Despite this, Hosinger said, life-care management is improving significantly. “I’m bullish on this industry,” Hosinger said. “There’s a crying need for someone to take a good, careful look at this business and enter in a big way.”
Assumes New Role
The Marriott Corp., known more for serving travelers than for housing the elderly, would like to play that role. In a development that has attracted much attention within the industry, Marriott has announced plans to open four life-care communities in the next four years with 90% of the entry fee refundable upon departure or death.
Marriott’s first community, scheduled to open in San Ramon, Calif., in 1989, will have entry fees starting at $125,000 for a one-bedroom apartment. Monthly fees will be $1,000, with the cost of nursing care included.

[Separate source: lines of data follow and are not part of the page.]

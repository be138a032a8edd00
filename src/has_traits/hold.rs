//! Bookkeeping for `hold_trait_notifications` regions.

use indexmap::IndexMap;

use crate::value::Value;

use super::events::{Change, EventType};

/// What an object does with notifications while a hold region is open.
pub(super) enum Hold {
    /// Queue them, compressed per name.
    Collecting(Pending),
    /// Drop them; the region is rolling back.
    Discarding,
}

#[derive(Default)]
struct Entry {
    /// Value before the region touched the name: `None` until recorded,
    /// `Some(None)` when the name had no stored value.
    prior: Option<Option<Value>>,
    changes: Vec<Change>,
}

/// Notifications and prior values gathered during a hold region, in the
/// order names were first touched.
#[derive(Default)]
pub(super) struct Pending {
    entries: IndexMap<String, Entry>,
}

impl Pending {
    /// Records the value `name` held before its first assignment.
    pub(super) fn record_prior(&mut self, name: &str, prior: Option<Value>) {
        let entry = self.entries.entry(name.to_owned()).or_default();
        if entry.prior.is_none() {
            entry.prior = Some(prior);
        }
    }

    /// Queues a change, folding it into the previous one where possible.
    pub(super) fn push(&mut self, change: Change) {
        let changes = &mut self.entries.entry(change.name.clone()).or_default().changes;
        if let Some(last) = changes.last_mut() {
            match (&last.event_type, &change.event_type) {
                (EventType::Change, EventType::Change) => {
                    last.new = change.new;
                    return;
                }
                (EventType::Mutation, EventType::Mutation) => {
                    last.events.extend(change.events);
                    last.new = change.new;
                    return;
                }
                _ => {}
            }
        }
        changes.push(change);
    }

    /// Names with at least one queued change, in first-touch order. Names
    /// only re-set to an equal value are left out.
    pub(super) fn changed_names(&self) -> Vec<String> {
        self.entries
            .iter()
            .filter(|(_, entry)| !entry.changes.is_empty())
            .map(|(name, _)| name.clone())
            .collect()
    }

    /// Names with a recorded prior value, and that value.
    pub(super) fn priors(&self) -> Vec<(String, Option<Value>)> {
        self.entries
            .iter()
            .filter_map(|(name, entry)| entry.prior.clone().map(|prior| (name.clone(), prior)))
            .collect()
    }

    /// Every queued change, grouped by name in first-touch order.
    pub(super) fn into_changes(self) -> Vec<Change> {
        self.entries
            .into_values()
            .flat_map(|entry| entry.changes)
            .collect()
    }
}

Critics wonder if profit-making ventures such as Marriott have the same sense of mission in serving the elderly as do the traditional, church-oriented managers of life care.
“Running a life-care community is not like a hotel, where someone stays for a day or a week,” observed Richard Dewees, assistant administrator of Kendal. “What if Marriott decides after 10 years to sell to Joe Blow?”
Marriott Vice President William Egbeer responded: “A resident entering a Marriott community will have the confidence that a major corporation is providing financial backing. Church-backed communities don’t have independent resources.”
Others question whether any single firm can successfully run a string of life-care communities from a central headquarters, given the challenges inherent in operating just one such community for so demanding a population as the elderly. “If Marriott decides to open 25 or 30 locations in the United States, they’re going to lay an egg,” predicted Jona Goldrich, a major California builder of housing for the elderly.
And the ultimate unknown is how many older Americans are willing to sacrifice parts of their estates and spend their final years in age-segregated enclaves in return for the extra security of life care.
This much is known: Many who have already made the choice are happy they did. “This is where we will be the rest of our lives,” said Maxine Vanderburg, who enjoys tending the corn, tomatoes and beans that “are coming on like they won’t stop” in Hillcrest’s vegetable garden. “This is where our friends are. This is where we go to church. We think it’s the greatest life in the world.”